Many more countries are currently revisiting their NHA, considering health accounts, or starting to design a NHA project (notably the Czech Republic, Hungary, and Poland).

Revisions to OECD Health Accounts Methodology

The OECD (1993) health accounts have gradually become an informal quasi-standard for uniform reporting on health care systems. Over the years, gradual harmonization of concepts and definitions has gone hand in hand with the annual data collection by the OECD Secretariat of health and health care statistics.

At the request of its member countries, the OECD Secretariat drafted a report entitled, A System of Health Accounts for International Data Collection (to be published) to assist researchers and statisticians with more detailed guidelines on health accounting. The primary aim of this manual is to provide a common framework for enhancing the comparability of health care data across countries.

The manual establishes a conceptual basis of statistical reporting rules and proposes a newly developed International Classification for Health Accounts, which covers three basic dimensions: the functions of health care, the providers of health care services, and the sources of funding. Selected definitions are presented for integrating non-monetary resource statistics into the manual, such as data on health care personnel.

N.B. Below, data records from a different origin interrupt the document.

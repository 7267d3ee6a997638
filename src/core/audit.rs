//! Append-only audit trail

use chrono::{DateTime, Utc};
use rusqlite::{params, Connection, Row};

use crate::core::store::StoreError;

/// A recorded audit entry
#[derive(Debug, Clone)]
pub struct AuditEntry {
    pub actor: Option<String>,
    pub action: String,
    pub entity_type: String,
    pub entity_id: String,
    pub description: Option<String>,
    pub created: DateTime<Utc>,
}

/// Append an audit entry
pub fn record(
    conn: &Connection,
    actor: Option<&str>,
    action: &str,
    entity_type: &str,
    entity_id: &str,
    description: &str,
) -> Result<(), StoreError> {
    conn.execute(
        "INSERT INTO audit_log (actor, action, entity_type, entity_id, description, created)
         VALUES (?1, ?2, ?3, ?4, ?5, ?6)",
        params![
            actor,
            action,
            entity_type,
            entity_id,
            description,
            Utc::now().to_rfc3339()
        ],
    )?;
    Ok(())
}

fn entry_from_row(row: &Row) -> rusqlite::Result<AuditEntry> {
    let created: String = row.get(5)?;
    Ok(AuditEntry {
        actor: row.get(0)?,
        action: row.get(1)?,
        entity_type: row.get(2)?,
        entity_id: row.get(3)?,
        description: row.get(4)?,
        created: DateTime::parse_from_rfc3339(&created)
            .map(|dt| dt.with_timezone(&Utc))
            .unwrap_or_else(|_| Utc::now()),
    })
}

/// Audit entries for one entity, oldest first
pub fn history(
    conn: &Connection,
    entity_type: &str,
    entity_id: &str,
) -> Result<Vec<AuditEntry>, StoreError> {
    let mut stmt = conn.prepare(
        "SELECT actor, action, entity_type, entity_id, description, created
         FROM audit_log WHERE entity_type = ?1 AND entity_id = ?2 ORDER BY id",
    )?;
    let rows = stmt.query_map(params![entity_type, entity_id], entry_from_row)?;
    Ok(rows.collect::<rusqlite::Result<Vec<_>>>()?)
}

#[cfg(test)]
mod tests {
    use super::*;
    use crate::core::store::QualityStore;

    #[test]
    fn test_record_and_history() {
        let store = QualityStore::open_in_memory().unwrap();
        record(
            store.conn(),
            Some("inspector1"),
            "status_change",
            "job",
            "JOB-X",
            "Changed stage from po_receipt to revision_check",
        )
        .unwrap();
        record(
            store.conn(),
            None,
            "update",
            "job",
            "JOB-X",
            "Verified drawing revision",
        )
        .unwrap();

        let entries = history(store.conn(), "job", "JOB-X").unwrap();
        assert_eq!(entries.len(), 2);
        assert_eq!(entries[0].action, "status_change");
        assert_eq!(entries[0].actor.as_deref(), Some("inspector1"));
        assert!(entries[1].actor.is_none());
    }

    #[test]
    fn test_history_scoped_to_entity() {
        let store = QualityStore::open_in_memory().unwrap();
        record(store.conn(), None, "create", "job", "JOB-A", "a").unwrap();
        record(store.conn(), None, "create", "job", "JOB-B", "b").unwrap();

        assert_eq!(history(store.conn(), "job", "JOB-A").unwrap().len(), 1);
    }
}
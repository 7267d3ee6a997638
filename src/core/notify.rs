//! Notification sink - fire-and-forget quality escalation messages
//!
//! The engine fans notifications out only after the triggering write has
//! committed; a failed delivery must never fail or roll back that write,
//! so outcomes are counted and surfaced, not propagated.

use chrono::{DateTime, Utc};
use rusqlite::{params, Connection};
use std::path::Path;
use thiserror::Error;

/// Kind of quality notification
#[derive(Debug, Clone, Copy, PartialEq, Eq)]
pub enum NotifyKind {
    ErrorReport,
    MaterialRejected,
    ExternalRejected,
}

impl NotifyKind {
    pub fn as_str(&self) -> &'static str {
        match self {
            NotifyKind::ErrorReport => "error_report",
            NotifyKind::MaterialRejected => "material_rejected",
            NotifyKind::ExternalRejected => "external_rejected",
        }
    }
}

/// A notification to one recipient
#[derive(Debug, Clone)]
pub struct Notification {
    pub recipient: String,
    pub kind: NotifyKind,
    pub title: String,
    pub message: String,
    /// Entity the notification links to (e.g. "error_report")
    pub entity_type: Option<String>,
    pub entity_id: Option<String>,
    pub created: DateTime<Utc>,
}

impl Notification {
    pub fn new(
        recipient: impl Into<String>,
        kind: NotifyKind,
        title: impl Into<String>,
        message: impl Into<String>,
    ) -> Self {
        Self {
            recipient: recipient.into(),
            kind,
            title: title.into(),
            message: message.into(),
            entity_type: None,
            entity_id: None,
            created: Utc::now(),
        }
    }

    pub fn linked_to(mut self, entity_type: impl Into<String>, entity_id: impl Into<String>) -> Self {
        self.entity_type = Some(entity_type.into());
        self.entity_id = Some(entity_id.into());
        self
    }
}

/// Notification delivery failure
#[derive(Debug, Error)]
pub enum NotifyError {
    #[error("notification delivery failed: {0}")]
    Delivery(String),
}

/// Where notifications are delivered
pub trait NotificationSink {
    fn notify(&mut self, notification: &Notification) -> Result<(), NotifyError>;
}

/// Tally of one fan-out
#[derive(Debug, Default, Clone, Copy, PartialEq, Eq)]
pub struct NotifyOutcome {
    pub delivered: usize,
    pub failed: usize,
}

/// Deliver one notification per recipient, swallowing per-recipient
/// failures. Returns the delivery tally.
pub fn fan_out(
    sink: &mut dyn NotificationSink,
    recipients: &[String],
    template: &Notification,
) -> NotifyOutcome {
    let mut outcome = NotifyOutcome::default();
    for recipient in recipients {
        let mut notification = template.clone();
        notification.recipient = recipient.clone();
        match sink.notify(&notification) {
            Ok(()) => outcome.delivered += 1,
            Err(_) => outcome.failed += 1,
        }
    }
    outcome
}

/// Store-backed sink writing to the notifications table
///
/// Holds its own connection to the quality database so delivery is
/// independent of any transaction in flight on the engine's connection.
pub struct StoreSink {
    conn: Connection,
}

impl StoreSink {
    pub fn open(db_path: &Path) -> Result<Self, rusqlite::Error> {
        let conn = Connection::open(db_path)?;
        conn.execute_batch("PRAGMA journal_mode=WAL;")?;
        Ok(Self { conn })
    }
}

impl NotificationSink for StoreSink {
    fn notify(&mut self, n: &Notification) -> Result<(), NotifyError> {
        self.conn
            .execute(
                "INSERT INTO notifications (recipient, kind, title, message, entity_type, entity_id, created)
                 VALUES (?1, ?2, ?3, ?4, ?5, ?6, ?7)",
                params![
                    n.recipient,
                    n.kind.as_str(),
                    n.title,
                    n.message,
                    n.entity_type,
                    n.entity_id,
                    n.created.to_rfc3339(),
                ],
            )
            .map_err(|e| NotifyError::Delivery(e.to_string()))?;
        Ok(())
    }
}

/// In-memory sink for tests and dry runs
#[derive(Debug, Default)]
pub struct MemorySink {
    pub sent: Vec<Notification>,
    /// When set, every delivery fails (for testing swallow semantics)
    pub fail_all: bool,
}

impl NotificationSink for MemorySink {
    fn notify(&mut self, notification: &Notification) -> Result<(), NotifyError> {
        if self.fail_all {
            return Err(NotifyError::Delivery("sink unavailable".to_string()));
        }
        self.sent.push(notification.clone());
        Ok(())
    }
}

#[cfg(test)]
mod tests {
    use super::*;

    #[test]
    fn test_fan_out_delivers_per_recipient() {
        let mut sink = MemorySink::default();
        let template = Notification::new("", NotifyKind::ErrorReport, "t", "m")
            .linked_to("error_report", "ERR-X");
        let recipients = vec!["jsmith".to_string(), "admin".to_string()];

        let outcome = fan_out(&mut sink, &recipients, &template);
        assert_eq!(outcome.delivered, 2);
        assert_eq!(outcome.failed, 0);
        assert_eq!(sink.sent.len(), 2);
        assert_eq!(sink.sent[0].recipient, "jsmith");
        assert_eq!(sink.sent[1].recipient, "admin");
        assert_eq!(sink.sent[0].entity_id.as_deref(), Some("ERR-X"));
    }

    #[test]
    fn test_fan_out_swallows_failures() {
        let mut sink = MemorySink {
            fail_all: true,
            ..Default::default()
        };
        let template = Notification::new("", NotifyKind::MaterialRejected, "t", "m");
        let outcome = fan_out(&mut sink, &["a".to_string(), "b".to_string()], &template);
        assert_eq!(outcome.delivered, 0);
        assert_eq!(outcome.failed, 2);
    }
}
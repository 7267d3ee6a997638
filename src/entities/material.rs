//! Material control entity - incoming inspection of raw material

use chrono::{DateTime, Utc};
use serde::{Deserialize, Serialize};

use crate::core::identity::{EntityId, EntityPrefix};

/// Material control status
#[derive(Debug, Clone, Copy, PartialEq, Eq, Serialize, Deserialize)]
#[serde(rename_all = "snake_case")]
#[derive(Default)]
pub enum MaterialStatus {
    #[default]
    Pending,
    Approved,
    Rejected,
}

impl std::fmt::Display for MaterialStatus {
    fn fmt(&self, f: &mut std::fmt::Formatter<'_>) -> std::fmt::Result {
        match self {
            MaterialStatus::Pending => write!(f, "pending"),
            MaterialStatus::Approved => write!(f, "approved"),
            MaterialStatus::Rejected => write!(f, "rejected"),
        }
    }
}

impl std::str::FromStr for MaterialStatus {
    type Err = String;

    fn from_str(s: &str) -> Result<Self, Self::Err> {
        match s.to_lowercase().as_str() {
            "pending" => Ok(MaterialStatus::Pending),
            "approved" => Ok(MaterialStatus::Approved),
            "rejected" => Ok(MaterialStatus::Rejected),
            _ => Err(format!(
                "Invalid material status: {}. Use pending, approved, or rejected",
                s
            )),
        }
    }
}

/// An incoming-inspection record for raw material or purchased components
#[derive(Debug, Clone, Serialize, Deserialize)]
pub struct MaterialControl {
    /// Unique identifier (MATC-...)
    pub id: EntityId,

    /// Owning job (JOB-...)
    pub job_id: EntityId,

    /// Inspector username
    #[serde(default, skip_serializing_if = "Option::is_none")]
    pub inspector: Option<String>,

    /// Material type (e.g. "6082-T6 bar stock")
    pub material_type: String,

    /// Supplier reference (collaborator-owned, referenced by name only)
    #[serde(default, skip_serializing_if = "Option::is_none")]
    pub supplier: Option<String>,

    /// Supplier batch / heat number
    #[serde(default, skip_serializing_if = "Option::is_none")]
    pub batch_number: Option<String>,

    /// Quantity received (free text: "12 bars", "4.2 kg")
    #[serde(default, skip_serializing_if = "Option::is_none")]
    pub quantity_received: Option<String>,

    /// Certificate matches the PO requirements
    #[serde(default)]
    pub certificate_matches: bool,

    /// Visual check passed
    #[serde(default)]
    pub visual_ok: bool,

    /// Dimensional check result; None when not checked
    #[serde(default, skip_serializing_if = "Option::is_none")]
    pub dimensions_ok: Option<bool>,

    /// Inspection verdict
    #[serde(default)]
    pub status: MaterialStatus,

    /// Notes
    #[serde(default, skip_serializing_if = "Option::is_none")]
    pub notes: Option<String>,

    /// Creation timestamp
    pub created: DateTime<Utc>,
}

impl MaterialControl {
    /// Create a new pending material control for a job
    pub fn new(job_id: EntityId, material_type: impl Into<String>) -> Self {
        Self {
            id: EntityId::new(EntityPrefix::Matc),
            job_id,
            inspector: None,
            material_type: material_type.into(),
            supplier: None,
            batch_number: None,
            quantity_received: None,
            certificate_matches: false,
            visual_ok: false,
            dimensions_ok: None,
            status: MaterialStatus::Pending,
            notes: None,
            created: Utc::now(),
        }
    }
}

#[cfg(test)]
mod tests {
    use super::*;

    #[test]
    fn test_material_control_creation() {
        let mc = MaterialControl::new(EntityId::new(EntityPrefix::Job), "6082-T6 bar stock");
        assert!(mc.id.to_string().starts_with("MATC-"));
        assert_eq!(mc.status, MaterialStatus::Pending);
        assert!(mc.dimensions_ok.is_none());
    }

    #[test]
    fn test_status_parsing() {
        assert_eq!(
            "approved".parse::<MaterialStatus>().unwrap(),
            MaterialStatus::Approved
        );
        assert_eq!(
            "REJECTED".parse::<MaterialStatus>().unwrap(),
            MaterialStatus::Rejected
        );
        assert!("scrapped".parse::<MaterialStatus>().is_err());
    }
}
//! `shopqc job` command - job management

use chrono::NaiveDate;
use clap::Subcommand;
use console::style;
use miette::Result;
use tabled::{builder::Builder, settings::Style};

use crate::cli::helpers::{format_short_id, open_project, print_show, resolve_job, truncate_str};
use crate::cli::{GlobalOpts, OutputFormat};
use crate::core::lifecycle::{self, NewDimension, NewJob};
use crate::core::{audit, store, Config};
use crate::entities::dimension::JobDimension;
use crate::entities::job::{Job, WorkflowStage};

#[derive(Subcommand, Debug)]
pub enum JobCommands {
    /// Register a new job at PO receipt
    New(NewArgs),

    /// List jobs
    List(ListArgs),

    /// Show a job's details and dimensions
    Show(ShowArgs),

    /// Move a job to a workflow stage
    Stage(StageArgs),

    /// Mark the drawing revision as verified against the PO
    VerifyRev(VerifyRevArgs),

    /// Add a dimension to a job
    DimAdd(DimAddArgs),

    /// List a job's dimensions
    Dims(DimsArgs),

    /// Replace a job's dimensions with copies from another job
    DimCopy(DimCopyArgs),

    /// Show the audit trail of a job
    History(HistoryArgs),
}

#[derive(clap::Args, Debug)]
pub struct NewArgs {
    /// Purchase order number
    #[arg(long, short = 'p')]
    pub po: String,

    /// Part number
    #[arg(long, short = 'P')]
    pub part: String,

    /// Part revision
    #[arg(long, short = 'r')]
    pub rev: Option<String>,

    /// Part description
    #[arg(long, short = 'd')]
    pub description: Option<String>,

    /// Customer name
    #[arg(long, short = 'c')]
    pub customer: Option<String>,

    /// Order quantity
    #[arg(long, short = 'n')]
    pub qty: u32,

    /// Due date (YYYY-MM-DD)
    #[arg(long)]
    pub due: Option<NaiveDate>,

    /// Drawing number
    #[arg(long)]
    pub drawing: Option<String>,

    /// Special requirements
    #[arg(long)]
    pub requirements: Option<String>,
}

#[derive(clap::Args, Debug)]
pub struct ListArgs {
    /// Filter by workflow stage
    #[arg(long, short = 's')]
    pub stage: Option<String>,

    /// Limit number of results
    #[arg(long, short = 'n')]
    pub limit: Option<usize>,

    /// Show only count
    #[arg(long)]
    pub count: bool,
}

#[derive(clap::Args, Debug)]
pub struct ShowArgs {
    /// Job number or id
    pub job: String,
}

#[derive(clap::Args, Debug)]
pub struct StageArgs {
    /// Job number or id
    pub job: String,

    /// Target workflow stage
    pub stage: String,
}

#[derive(clap::Args, Debug)]
pub struct VerifyRevArgs {
    /// Job number or id
    pub job: String,
}

#[derive(clap::Args, Debug)]
pub struct DimAddArgs {
    /// Job number or id
    pub job: String,

    /// Dimension name (e.g. "bore diameter")
    #[arg(long, short = 'N')]
    pub name: String,

    /// Nominal value
    #[arg(long)]
    pub nominal: f64,

    /// Plus tolerance (signed)
    #[arg(long, allow_hyphen_values = true)]
    pub plus: Option<f64>,

    /// Minus tolerance (signed, conventionally <= 0)
    #[arg(long, allow_hyphen_values = true)]
    pub minus: Option<f64>,

    /// Unit of measure ("go/nogo" marks a gauge check)
    #[arg(long, short = 'u', default_value = "mm")]
    pub unit: String,

    /// Drawing zone reference
    #[arg(long = "ref")]
    pub drawing_reference: Option<String>,

    /// Mark as a critical characteristic
    #[arg(long)]
    pub critical: bool,
}

#[derive(clap::Args, Debug)]
pub struct DimsArgs {
    /// Job number or id
    pub job: String,
}

#[derive(clap::Args, Debug)]
pub struct DimCopyArgs {
    /// Target job number or id
    pub job: String,

    /// Source job number or id to copy dimensions from
    #[arg(long)]
    pub from: String,
}

#[derive(clap::Args, Debug)]
pub struct HistoryArgs {
    /// Job number or id
    pub job: String,
}

/// Run a job subcommand
pub fn run(cmd: JobCommands, global: &GlobalOpts) -> Result<()> {
    match cmd {
        JobCommands::New(args) => run_new(args, global),
        JobCommands::List(args) => run_list(args, global),
        JobCommands::Show(args) => run_show(args, global),
        JobCommands::Stage(args) => run_stage(args, global),
        JobCommands::VerifyRev(args) => run_verify_rev(args, global),
        JobCommands::DimAdd(args) => run_dim_add(args, global),
        JobCommands::Dims(args) => run_dims(args, global),
        JobCommands::DimCopy(args) => run_dim_copy(args, global),
        JobCommands::History(args) => run_history(args, global),
    }
}

fn run_new(args: NewArgs, global: &GlobalOpts) -> Result<()> {
    let project = open_project(global)?;
    let mut store = project.open_store().map_err(|e| miette::miette!("{}", e))?;
    let config = Config::load();

    let input = NewJob {
        po_number: args.po,
        customer: args.customer,
        part_number: args.part,
        part_revision: args.rev,
        part_description: args.description,
        quantity: args.qty,
        due_date: args.due,
        drawing_number: args.drawing,
        special_requirements: args.requirements,
        dimensions: Vec::new(),
    };

    let job = lifecycle::create_job(&mut store, input, &config.author())
        .map_err(|e| miette::miette!("{}", e))?;

    println!(
        "{} Created job {} ({})",
        style("✓").green(),
        style(&job.job_number).cyan(),
        style(format_short_id(&job.id)).dim()
    );
    if !global.quiet {
        let rev = if job.part_revision.is_empty() {
            String::new()
        } else {
            format!(" rev {}", job.part_revision)
        };
        println!(
            "   {}{} | qty {} | PO {}",
            style(&job.part_number).white(),
            rev,
            job.quantity,
            job.po_number
        );
    }
    Ok(())
}

fn run_list(args: ListArgs, global: &GlobalOpts) -> Result<()> {
    let project = open_project(global)?;
    let store = project.open_store().map_err(|e| miette::miette!("{}", e))?;

    let stage = match args.stage.as_deref() {
        Some(s) => Some(
            s.parse::<WorkflowStage>()
                .map_err(|e| miette::miette!("{}", e))?,
        ),
        None => None,
    };

    let mut jobs = store::list_jobs(store.conn(), stage).map_err(|e| miette::miette!("{}", e))?;
    if let Some(limit) = args.limit {
        jobs.truncate(limit);
    }

    if args.count {
        println!("{}", jobs.len());
        return Ok(());
    }
    if jobs.is_empty() {
        println!("No jobs found.");
        return Ok(());
    }

    match global.format {
        OutputFormat::Json => print_show(&jobs, OutputFormat::Json)?,
        OutputFormat::Yaml => print_show(&jobs, OutputFormat::Yaml)?,
        OutputFormat::Id => {
            for job in &jobs {
                println!("{}", job.id);
            }
        }
        OutputFormat::Auto | OutputFormat::Tsv => {
            println!(
                "{:<10} {:<14} {:<18} {:<5} {:<6} {:<16} {:<10}",
                style("JOB").bold(),
                style("PO").bold(),
                style("PART").bold(),
                style("REV").bold(),
                style("QTY").bold(),
                style("STAGE").bold(),
                style("DUE").bold()
            );
            println!("{}", "-".repeat(84));
            for job in &jobs {
                println!(
                    "{:<10} {:<14} {:<18} {:<5} {:<6} {:<16} {:<10}",
                    style(&job.job_number).cyan(),
                    truncate_str(&job.po_number, 12),
                    truncate_str(&job.part_number, 16),
                    job.part_revision,
                    job.quantity,
                    styled_stage(job),
                    job.due_date.map(|d| d.to_string()).unwrap_or_default()
                );
            }
            println!();
            println!("{} job(s) found.", style(jobs.len()).cyan());
        }
    }
    Ok(())
}

fn styled_stage(job: &Job) -> console::StyledObject<String> {
    let s = job.workflow_stage.to_string();
    match job.workflow_stage {
        WorkflowStage::Complete => style(s).green(),
        WorkflowStage::OnHold => style(s).yellow(),
        _ => style(s).white(),
    }
}

fn run_show(args: ShowArgs, global: &GlobalOpts) -> Result<()> {
    let project = open_project(global)?;
    let store = project.open_store().map_err(|e| miette::miette!("{}", e))?;
    let job = resolve_job(store.conn(), &args.job)?;
    let dimensions =
        store::list_dimensions(store.conn(), &job.id).map_err(|e| miette::miette!("{}", e))?;

    #[derive(serde::Serialize)]
    struct JobDetail {
        #[serde(flatten)]
        job: Job,
        dimensions: Vec<JobDimension>,
    }

    print_show(&JobDetail { job, dimensions }, global.format)
}

fn run_stage(args: StageArgs, global: &GlobalOpts) -> Result<()> {
    let project = open_project(global)?;
    let mut store = project.open_store().map_err(|e| miette::miette!("{}", e))?;
    let config = Config::load();

    let stage = args
        .stage
        .parse::<WorkflowStage>()
        .map_err(|e| miette::miette!("{}", e))?;

    let job = resolve_job(store.conn(), &args.job)?;
    let old_stage = job.workflow_stage;
    let updated = lifecycle::set_stage(&mut store, &job.id, stage, &config.author())
        .map_err(|e| miette::miette!("{}", e))?;

    println!(
        "{} {} moved {} -> {}",
        style("✓").green(),
        style(&updated.job_number).cyan(),
        old_stage,
        style(updated.workflow_stage.to_string()).yellow()
    );
    if !global.quiet {
        if updated.workflow_stage == WorkflowStage::Complete {
            println!("   {}", style("Completion timestamp set").dim());
        } else if old_stage == WorkflowStage::Complete {
            println!("   {}", style("Completion timestamp cleared").dim());
        }
    }
    Ok(())
}

fn run_verify_rev(args: VerifyRevArgs, global: &GlobalOpts) -> Result<()> {
    let project = open_project(global)?;
    let mut store = project.open_store().map_err(|e| miette::miette!("{}", e))?;
    let config = Config::load();

    let job = resolve_job(store.conn(), &args.job)?;
    let updated = lifecycle::verify_revision(&mut store, &job.id, &config.author())
        .map_err(|e| miette::miette!("{}", e))?;

    println!(
        "{} Drawing revision verified for {} by {}",
        style("✓").green(),
        style(&updated.job_number).cyan(),
        updated.revision_verified_by.unwrap_or_default()
    );
    Ok(())
}

fn run_dim_add(args: DimAddArgs, global: &GlobalOpts) -> Result<()> {
    let project = open_project(global)?;
    let mut store = project.open_store().map_err(|e| miette::miette!("{}", e))?;

    let job = resolve_job(store.conn(), &args.job)?;
    let dim = lifecycle::add_dimension(
        &mut store,
        &job.id,
        NewDimension {
            name: args.name,
            nominal: args.nominal,
            tolerance_plus: args.plus,
            tolerance_minus: args.minus,
            unit: args.unit,
            drawing_reference: args.drawing_reference,
            critical: args.critical,
        },
    )
    .map_err(|e| miette::miette!("{}", e))?;

    println!(
        "{} Added dimension {} '{}' to {}",
        style("✓").green(),
        style(dim.dimension_number).cyan(),
        dim.name,
        job.job_number
    );
    Ok(())
}

fn run_dims(args: DimsArgs, global: &GlobalOpts) -> Result<()> {
    let project = open_project(global)?;
    let store = project.open_store().map_err(|e| miette::miette!("{}", e))?;

    let job = resolve_job(store.conn(), &args.job)?;
    let dims =
        store::list_dimensions(store.conn(), &job.id).map_err(|e| miette::miette!("{}", e))?;
    if dims.is_empty() {
        println!("No dimensions on {}.", job.job_number);
        return Ok(());
    }

    match global.format {
        OutputFormat::Json => print_show(&dims, OutputFormat::Json)?,
        OutputFormat::Yaml => print_show(&dims, OutputFormat::Yaml)?,
        OutputFormat::Id => {
            for dim in &dims {
                println!("{}", dim.id);
            }
        }
        _ => {
            let mut builder = Builder::default();
            builder.push_record(["#", "NAME", "NOMINAL", "+TOL", "-TOL", "UNIT", "CRIT"]);
            for dim in &dims {
                builder.push_record([
                    dim.dimension_number.to_string(),
                    truncate_str(&dim.name, 28),
                    format!("{}", dim.nominal),
                    dim.tolerance_plus.map(|t| t.to_string()).unwrap_or_default(),
                    dim.tolerance_minus.map(|t| t.to_string()).unwrap_or_default(),
                    dim.unit.clone(),
                    if dim.critical { "yes".to_string() } else { String::new() },
                ]);
            }
            println!("{}", builder.build().with(Style::sharp()));
        }
    }
    Ok(())
}

fn run_dim_copy(args: DimCopyArgs, global: &GlobalOpts) -> Result<()> {
    let project = open_project(global)?;
    let mut store = project.open_store().map_err(|e| miette::miette!("{}", e))?;

    let target = resolve_job(store.conn(), &args.job)?;
    let source = resolve_job(store.conn(), &args.from)?;
    let copied = lifecycle::copy_dimensions(&mut store, &target.id, &source.id)
        .map_err(|e| miette::miette!("{}", e))?;

    println!(
        "{} Copied {} dimension(s) from {} to {}",
        style("✓").green(),
        style(copied).cyan(),
        source.job_number,
        target.job_number
    );
    Ok(())
}

fn run_history(args: HistoryArgs, global: &GlobalOpts) -> Result<()> {
    let project = open_project(global)?;
    let store = project.open_store().map_err(|e| miette::miette!("{}", e))?;

    let job = resolve_job(store.conn(), &args.job)?;
    let entries = audit::history(store.conn(), "job", &job.id.to_string())
        .map_err(|e| miette::miette!("{}", e))?;
    if entries.is_empty() {
        println!("No audit entries for {}.", job.job_number);
        return Ok(());
    }

    for entry in &entries {
        println!(
            "{} {:<14} {:<10} {}",
            style(entry.created.format("%Y-%m-%d %H:%M").to_string()).dim(),
            style(&entry.action).yellow(),
            entry.actor.as_deref().unwrap_or("-"),
            entry.description.as_deref().unwrap_or("")
        );
    }
    Ok(())
}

The manual is currently being tested with OECD member countries. Many non-member countries and several international organizations have also welcomed it. The synergy from numerous health accounting initiatives currently underway in many regions of the world should lead to a better understanding of the economics of health care delivery and its financing. In addition, it is hoped that this process will receive the commitment of policymakers and health planners to make the necessary statistical resources available on a continuing basis.

Conclusions

Two sets of conclusions may be drawn from this article. First, some interesting and important trends in health spending are revealed by the latest OECD health data. For example, the recent stabilization of the U.S. health expenditure share of GDP is paralleled by a similar stabilization in the average share for 25 OECD countries. Nevertheless, per capita health spending in the United States has remained at least twice that of the nearest OECD country. A breakdown of health expenditure growth into price and volume effects suggests that, in the United States, excess inflation from 1980 to 1996 was about four times the rate of volume growth, whereas in the OECD as a whole it was five times the excess volume growth. That may raise fresh questions about the efficiency of health care spending across OECD.

Second, more comparable information on the detailed structure of private funding, especially estimates of the net cost-sharing and of the net financial burden of private funding for health, is needed to take into account the complex structure of copayment regulations and tax deductions in force in many countries.

Despite steady improvements in the health data available across OECD countries, major improvements in coverage and comparability of the key indicators are still needed. For example, greater harmonization of the boundaries of total heath expenditures would be required. This means that more investment in health accounting by individual countries as well as by regional and international organizations is required.

Acknowledgments

The assistance of Jeremy Hurst in drafting this article is gratefully acknowledged.

Footnotes

Manfred Huber is with the Health Policy Unit, Organization for Economic Cooperation and Development (OECD). The research presented in this article was performed at OECD and was supported by the Health Care Financing Administration (HCFA) under Contract Number 500-95-0001. The views expressed in this article reflect those of the author and do not necessarily reflect the views of OECD or HCFA.